WHAT IS NEEDED –
Within the records below, how many lines hold the string "Clone"? State that number and nothing else.

*** DATA RECORDS Section Begins ***

use serde::{Deserialize, Serialize};
use thiserror::Error;
use uuid::Uuid;

/// A stored appointment booking. `date` is the calendar day in the site's
/// fixed display format (e.g. "May 12, 2022") and is only ever compared by
/// string equality.
#[derive(Debug, Clone, Serialize, Deserialize)]
pub struct Booking {
    pub id: Uuid,
    pub treatment: String,
    pub date: String,
    pub slot: String,
    pub patient_email: String,
    pub patient_name: String,
}

#[derive(Debug, Clone, Deserialize)]
pub struct CreateBookingRequest {
    pub treatment: String,
    pub date: String,
    pub slot: String,
    pub patient_email: String,
    pub patient_name: String,
}

/// Outcome of the admission check. A conflict carries the record that
/// already holds the (treatment, date, patient) triple, for client display.
#[derive(Debug)]
pub enum Admission {
    Accepted(Booking),
    Conflict(Booking),
}

#[derive(Error, Debug)]
pub enum BookingError {
    #[error("Booking not found")]
    NotFound,

    #[error("Database error: {0}")]
    DatabaseError(String),
}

*** DATA RECORDS Section Ends ***

RESULT OF THIS TASK –
2